James Jett

No. 82
- Position: Wide receiver

Personal information
- Born: December 28, 1970 (age 55) Charles Town, West Virginia, U.S.
- Listed height: 5 ft 10 in (1.78 m)
- Listed weight: 170 lb (77 kg)

Career information
- High school: Jefferson (Shenandoah Junction, West Virginia)
- College: West Virginia
- NFL draft: 1993: undrafted

Career history
- Los Angeles / Oakland Raiders (1993–2002); Buffalo Bills (2003)*;
- * Offseason or practice squad member only

Awards and highlights
- PFWA All-Rookie Team (1993);

Career NFL statistics
- Receptions: 256
- Receiving yards: 4,417
- Receiving touchdowns: 30
- Stats at Pro Football Reference

= James Jett =

American football player (born 1970)

James Sherman Jett (born December 28, 1970), is an American former professional football player and Olympic sprinter. He played football as a wide receiver for nine seasons with the Los Angeles/Oakland Raiders of the National Football League (NFL) from 1993 to 2002. He attended college at West Virginia University. He guided the Jefferson High School Cougars of Shenandoah Junction, West Virginia to the state playoffs in 1988. James also ran for the JHS Cougar's Track Team.

==Collegiate career==
Jett played college football at West Virginia University where he was a four-year starter at receiver.

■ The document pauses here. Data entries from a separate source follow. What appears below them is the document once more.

//! Distance constraints and the cloth's constraint set
//!
//! Constraints reference particles by index into the mesh's particle
//! buffer, so they survive any reallocation of that buffer. Cut
//! constraints are deactivated in place and keep their slot forever,
//! which keeps every index handed out by a query stable.

use indexmap::IndexMap;

use crate::core::particle::Particle;
use crate::math::{self, Real, Vector};

/// Unordered particle index pair, normalized so `(a, b) == (b, a)`.
///
/// Used as the constraint set's map key: one edge per pair of particles.
#[derive(Clone, Copy, Debug, PartialEq, Eq, Hash)]
pub struct ParticlePair(usize, usize);

impl ParticlePair {
    pub fn new(a: usize, b: usize) -> Self {
        if a <= b { Self(a, b) } else { Self(b, a) }
    }
}

/// A distance relation between two particles.
#[derive(Clone, Copy, Debug)]
pub struct Constraint {
    pub a: usize,
    pub b: usize,
    /// Target separation, fixed at creation. Always positive for a grid
    /// built with positive spacing.
    pub rest_length: Real,
    /// Cleared once by a cut; never set again.
    pub active: bool,
}

impl Constraint {
    pub fn new(a: usize, b: usize, rest_length: Real) -> Self {
        Self {
            a,
            b,
            rest_length,
            active: true,
        }
    }

    /// Build a constraint whose rest length is the particles' current
    /// separation.
    pub fn from_particles(a: usize, b: usize, particles: &[Particle]) -> Self {
        let rest_length = particles[a].position.distance(particles[b].position);
        Self::new(a, b, rest_length)
    }

    /// One Gauss–Seidel half-step: split the length error across both
    /// free endpoints. A single call only partially corrects the
    /// constraint; rigidity emerges from repeated sweeps over frames.
    ///
    /// Fixed endpoints absorb no correction, so an edge between two
    /// anchors is rigid by construction. A zero-length edge has no
    /// defined direction and is skipped.
    pub fn satisfy(&self, particles: &mut [Particle]) {
        if !self.active {
            return;
        }

        let delta = particles[self.b].position - particles[self.a].position;
        let current_length = delta.length();
        if current_length == 0.0 {
            return;
        }

        let difference = (current_length - self.rest_length) / current_length;
        let correction = delta * (0.5 * difference);

        if !particles[self.a].fixed {
            particles[self.a].position += correction;
        }
        if !particles[self.b].fixed {
            particles[self.b].position -= correction;
        }
    }

    /// Permanently exclude this constraint from relaxation, queries and
    /// rendering. Idempotent.
    #[inline(always)]
    pub fn deactivate(&mut self) {
        self.active = false;
    }

    #[inline(always)]
    pub fn current_length(&self, particles: &[Particle]) -> Real {
        particles[self.a].position.distance(particles[self.b].position)
    }
}

/// Insertion-ordered collection of constraints, keyed by particle pair.
///
/// The map key makes a duplicate edge between the same two particles
/// unrepresentable, and iteration order stays build order, which the
/// Gauss–Seidel sweep requires to be stable.
#[derive(Default)]
pub struct ConstraintSet {
    constraints: IndexMap<ParticlePair, Constraint>,
}

impl ConstraintSet {
    pub fn new() -> Self {
        Self {
            constraints: IndexMap::new(),
        }
    }

    pub fn with_capacity(capacity: usize) -> Self {
        Self {
            constraints: IndexMap::with_capacity(capacity),
        }
    }

    /// Insert a constraint, keyed by its normalized particle pair.
    /// Returns false (leaving the set unchanged) when an edge between
    /// the same two particles already exists.
    pub fn push(&mut self, constraint: Constraint) -> bool {
        let pair = ParticlePair::new(constraint.a, constraint.b);
        if self.constraints.contains_key(&pair) {
            return false;
        }
        self.constraints.insert(pair, constraint);
        true
    }

    /// Apply every active constraint exactly once, in insertion order.
    /// One sweep per tick is the solver's contract; convergence comes
    /// from repetition across frames, not iteration within one.
    pub fn relax_all(&self, particles: &mut [Particle]) {
        for constraint in self.constraints.values() {
            constraint.satisfy(particles);
        }
    }

    /// Index of the active constraint nearest to `point`, measured to
    /// the line segment between its endpoints.
    ///
    /// Only a distance strictly below `max_radius` counts as a hit, and
    /// strict comparison keeps the first of any tied minima. A miss
    /// returns `None`; it is a normal result, not an error.
    pub fn find_nearest(
        &self,
        particles: &[Particle],
        point: Vector,
        max_radius: Real,
    ) -> Option<usize> {
        let mut nearest = None;
        let mut best = Real::MAX;

        for (index, constraint) in self.constraints.values().enumerate() {
            if !constraint.active {
                continue;
            }
            let distance = math::distance_to_segment(
                point,
                particles[constraint.a].position,
                particles[constraint.b].position,
            );
            if distance < max_radius && distance < best {
                best = distance;
                nearest = Some(index);
            }
        }

        nearest
    }

    /// Deactivate the constraint at `index`. Out-of-range indices are
    /// ignored.
    pub fn deactivate(&mut self, index: usize) {
        if let Some((_, constraint)) = self.constraints.get_index_mut(index) {
            constraint.deactivate();
        }
    }

    #[inline]
    pub fn get(&self, index: usize) -> Option<&Constraint> {
        self.constraints.get_index(index).map(|(_, c)| c)
    }

    pub fn iter(&self) -> impl Iterator<Item = &Constraint> {
        self.constraints.values()
    }

    #[inline(always)]
    pub fn len(&self) -> usize {
        self.constraints.len()
    }

    #[inline(always)]
    pub fn is_empty(&self) -> bool {
        self.constraints.is_empty()
    }

    pub fn active_count(&self) -> usize {
        self.constraints.values().filter(|c| c.active).count()
    }
}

===Freshman season (1989)===
Jett entered the 1989 season as the only true freshman to play on the eventual Gator Bowl team. Jett was one of the targets, along with senior Reggie Rembert, for All-American quarterback Major Harris. Along with receiving, Jett led the Mountaineers as a return specialist. Jett finished the season with only 8 receptions but 179 yards and three touchdowns. He also had a total of 35 returns for 504 yards.

===Sophomore season (1990)===
Jett entered his sophomore season in 1990 as the leading returning receiver for the Mountaineers, who lost both Rembert and Harris. Jett totaled his best statistical season in his career, recording 31 receptions for 652 yards and 2 touchdowns. He also had a career-low 10 returns for 164 yards.

===Junior season (1991)===
As a junior, Jett saw his numbers decrease to only 9 receptions for 171 yards and two touchdowns. However, he totaled 45 returns for 619 yards, both career-highs. Jett also had five carries for 28 yards and a pass for 27 yards. He finished the season with 845 all-purpose yards.

===Senior season (1992)===
In his final collegiate season, James Jett recorded 19 receptions for 382 yards and 4 touchdowns. He also had 35 returns for 333 yards. Jett finished his career against Louisiana Tech, where Jett was on the receiving end of a stadium-record 78-yard touchdown reception.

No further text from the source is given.